Ouagadougou/Paris - Three hostages freed
by French commandos from militants in Burkina Faso arrived in
Paris on Saturday, expressing sorrow at the death of two French
soldiers in the rescue operation.
President Emmanuel Macron welcomed the hostages as they
stepped off the French government jet less than 48 hours after
French special forces stormed their captors' hideout in a daring
night-time raid.
Two Frenchmen kidnapped while on safari in Benin more than a
week earlier, as well as an American woman and a South Korean
woman who were being held with them, were liberated in the
high-risk mission authorised by Macron. The
American, who has not been identified, was being repatriated
separately.
"All our thoughts go to the families of the soldiers and to
the soldiers who lost their lives to free us from this hell,"
Laurent Lassimouillas earlier told reporters as he met Burkinabe
President Roch Kabore in Ouagadougou.
The French government identified the two soldiers killed as
Cédric de Pierrepont and Alain Bertoncello.
Macron will lead a national tribute to the men, both
officers in the naval special forces, at the Les Invalides
military hospital and mausoleum in Paris on Tuesday.
Lassimouillas also expressed regret over the death of the
Beninese park guide, who was shot dead when the two tourists
were kidnapped.
Rescued hostages, two French citizens and one South Korean, attend a news conference by Burkina Faso Foreign Minister Alpha Barry at the presidency in Ouagadougou.
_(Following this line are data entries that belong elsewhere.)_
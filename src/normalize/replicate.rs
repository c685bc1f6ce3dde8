//! Replicate-level scaling factors.

use super::{valid_total, NormalizationMode};
use crate::aggregate::{group_rows, GroupKey, ReplicateValue};
use std::collections::BTreeMap;

/// Factor per (experiment, biological replicate, technical replicate).
///
/// Each replicate's total abundance across identifiers is scaled to the
/// mean total of the defined replicates in the same experiment.
pub fn replicate_factors(values: &[ReplicateValue]) -> BTreeMap<GroupKey, Option<f64>> {
    let groups = group_rows(values, NormalizationMode::PerReplicateMean.group_columns());
    let totals: BTreeMap<GroupKey, Option<f64>> = groups
        .into_iter()
        .map(|(key, members)| (key, valid_total(members.into_iter())))
        .collect();

    // Mean defined total per experiment; the experiment is the first key part.
    let mut by_exp: BTreeMap<_, (f64, usize)> = BTreeMap::new();
    for (key, total) in &totals {
        if let (Some(exp), Some(t)) = (key.first(), total) {
            let e = by_exp.entry(exp.clone()).or_insert((0.0, 0));
            e.0 += t;
            e.1 += 1;
        }
    }

    totals
        .into_iter()
        .map(|(key, total)| {
            let factor = total.and_then(|t| {
                let (sum, n) = by_exp.get(key.first()?)?;
                Some(sum / *n as f64 / t)
            });
            (key, factor)
        })
        .collect()
}
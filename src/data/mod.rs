//! Data structures for cross-link quantification.

mod measurement;
mod result;
mod schema;
pub mod table;
mod whitelist;

pub use measurement::{experiments_in_order, LinkType, MeasurementRow, MeasurementTable, WeightType};
pub use result::{DifferentialResult, DifferentialResultSet, ExperimentMean, ResultSummary};
pub use schema::{IdLevel, Schema};
pub use table::{detect_input, InputKind};
pub use whitelist::Whitelist;
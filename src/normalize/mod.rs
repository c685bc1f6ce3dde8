//! Abundance normalization across replicates and experiments.
//!
//! This module provides several scaling approaches:
//!
//! - **Replicate**: each technical replicate is scaled to the mean total
//!   abundance of its experiment's replicates
//! - **Experiment (default)**: each experiment is scaled so its mean
//!   replicate total matches the mean over all experiments
//! - **Experiment (xTract-compatible)**: median-of-ratios against the
//!   per-identifier cross-experiment mean, the convention of the analyzer
//!   whose output is reconciled against ours
//!
//! A factor that cannot be computed (no valid, non-zero value in the group)
//! is never applied. The group's values are excluded instead and counted in
//! the [`NormalizationReport`].

mod experiment;
mod replicate;

pub use experiment::{experiment_factors_default, experiment_factors_xtract};
pub use replicate::replicate_factors;

use crate::aggregate::{GroupColumn, GroupKey, Keyed, ReplicateValue};
use crate::error::{QuantError, Result};
use serde::{Deserialize, Serialize};
use std::collections::BTreeMap;

/// Normalization strategy.
#[derive(Debug, Clone, Copy, PartialEq, Eq, Hash, Serialize, Deserialize)]
#[serde(rename_all = "snake_case")]
pub enum NormalizationMode {
    /// Pass-through.
    None,
    /// Scale technical replicates to their experiment's mean replicate total.
    PerReplicateMean,
    /// Scale experiments to the global mean replicate total.
    PerExperimentDefault,
    /// Scale experiments by the median of per-identifier ratios.
    PerExperimentXtractCompatible,
}

impl NormalizationMode {
    /// Columns that define one normalization group.
    pub fn group_columns(&self) -> &'static [GroupColumn] {
        match self {
            Self::None => &[],
            Self::PerReplicateMean => &[GroupColumn::Experiment, GroupColumn::BioRep, GroupColumn::TechRep],
            Self::PerExperimentDefault | Self::PerExperimentXtractCompatible => &[GroupColumn::Experiment],
        }
    }

    /// Parse the experiment-normalization switch (`yes`, `xt`, `no`).
    pub fn from_experiment_switch(s: &str) -> Result<Self> {
        match s.to_ascii_lowercase().as_str() {
            "yes" | "default" => Ok(Self::PerExperimentDefault),
            "xt" | "xtract" => Ok(Self::PerExperimentXtractCompatible),
            "no" | "none" => Ok(Self::None),
            other => Err(QuantError::InvalidParameter(format!(
                "Unknown experiment normalization '{}', expected yes, xt or no",
                other
            ))),
        }
    }
}

/// What a normalization pass did.
#[derive(Debug, Clone, PartialEq, Serialize, Deserialize)]
pub struct NormalizationReport {
    pub mode: NormalizationMode,
    /// Applied factor per group key.
    pub factors: BTreeMap<GroupKey, f64>,
    /// Groups whose factor was undefined.
    pub undefined_groups: Vec<GroupKey>,
    /// Replicate values dropped because their group had no factor.
    pub excluded_values: usize,
}

impl NormalizationReport {
    fn passthrough(mode: NormalizationMode) -> Self {
        Self {
            mode,
            factors: BTreeMap::new(),
            undefined_groups: Vec::new(),
            excluded_values: 0,
        }
    }
}

/// Normalized replicate values plus the report.
#[derive(Debug, Clone)]
pub struct Normalized {
    pub values: Vec<ReplicateValue>,
    pub report: NormalizationReport,
}

/// Normalize replicate values with one mode.
pub fn normalize(values: Vec<ReplicateValue>, mode: NormalizationMode) -> Normalized {
    let factors = match mode {
        NormalizationMode::None => {
            return Normalized {
                values,
                report: NormalizationReport::passthrough(mode),
            }
        }
        NormalizationMode::PerReplicateMean => replicate_factors(&values),
        NormalizationMode::PerExperimentDefault => experiment_factors_default(&values),
        NormalizationMode::PerExperimentXtractCompatible => experiment_factors_xtract(&values),
    };
    apply_factors(values, mode, factors)
}

/// Scale each value by its group's factor, dropping values of groups
/// whose factor is `None`.
fn apply_factors(
    values: Vec<ReplicateValue>,
    mode: NormalizationMode,
    factors: BTreeMap<GroupKey, Option<f64>>,
) -> Normalized {
    let columns = mode.group_columns();
    let mut report = NormalizationReport::passthrough(mode);
    for (key, factor) in &factors {
        match factor {
            Some(f) => {
                report.factors.insert(key.clone(), *f);
            }
            None => report.undefined_groups.push(key.clone()),
        }
    }

    let mut kept = Vec::with_capacity(values.len());
    for mut v in values {
        let factor = v
            .group_key(columns)
            .and_then(|key| report.factors.get(&key).copied());
        match factor {
            Some(f) => {
                v.value *= f;
                kept.push(v);
            }
            None => report.excluded_values += 1,
        }
    }

    if !report.undefined_groups.is_empty() {
        tracing::warn!(
            ?mode,
            groups = report.undefined_groups.len(),
            excluded = report.excluded_values,
            "normalization factor undefined; excluded affected values"
        );
    }
    tracing::debug!(?mode, factors = report.factors.len(), "normalized replicate values");

    Normalized { values: kept, report }
}

/// Sum of finite values, or `None` if no value is finite and non-zero.
pub(crate) fn valid_total<'a>(values: impl Iterator<Item = &'a ReplicateValue>) -> Option<f64> {
    let mut sum = 0.0;
    let mut any_nonzero = false;
    for v in values.filter(|v| v.is_valid()) {
        sum += v.value;
        any_nonzero |= v.value != 0.0;
    }
    if any_nonzero && sum > 0.0 {
        Some(sum)
    } else {
        None
    }
}
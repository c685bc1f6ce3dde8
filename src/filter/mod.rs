//! Filtering of measurements before quantification and of results after it.

pub mod selection;
pub mod violation;

pub use selection::{filter_experiments, filter_link_type, filter_whitelist};
pub use violation::{
    filter_violations, light_heavy_violations, pipeline_type_violations, ViolationIndex, ViolationMode,
    ViolationReport, DEFAULT_LIGHT_HEAVY_THRESHOLD,
};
Picture: Anne Mimault/Reuters
ISLAMIST INSURGENCY
French officials said on Friday it was not yet clear who had
kidnapped them in Benin but that their captors planned to hand
them over to an al Qaeda affiliate in neighbouring Mali.
Jihadist groups with links to al Qaeda and Islamic State
have expanded their presence across West Africa's Sahel region,
a strip of scrubland beneath the Sahara desert, in recent years
and taken a number of Western hostages.
France, the former colonial power in the region, intervened
in Mali in 2013 to halt an advance by Islamist militants and has
kept about 4,500 troops in the Sahel since then.
"France's message to terrorists is clear: those who want to
attack France, the French, should know that we will hunt them,
we will find them, and we will kill them," Defence Minister
Florence Parly said after joining Macron at the Villacoublay
military airport outside Paris.
France was doing all it could to secure the release of
another French hostage, Sophie Petronin, Foreign Minister
Jean-Yves Le Drian said. Gunmen kidnapped Petronin in December
2016 in the northern Malian city of Gao.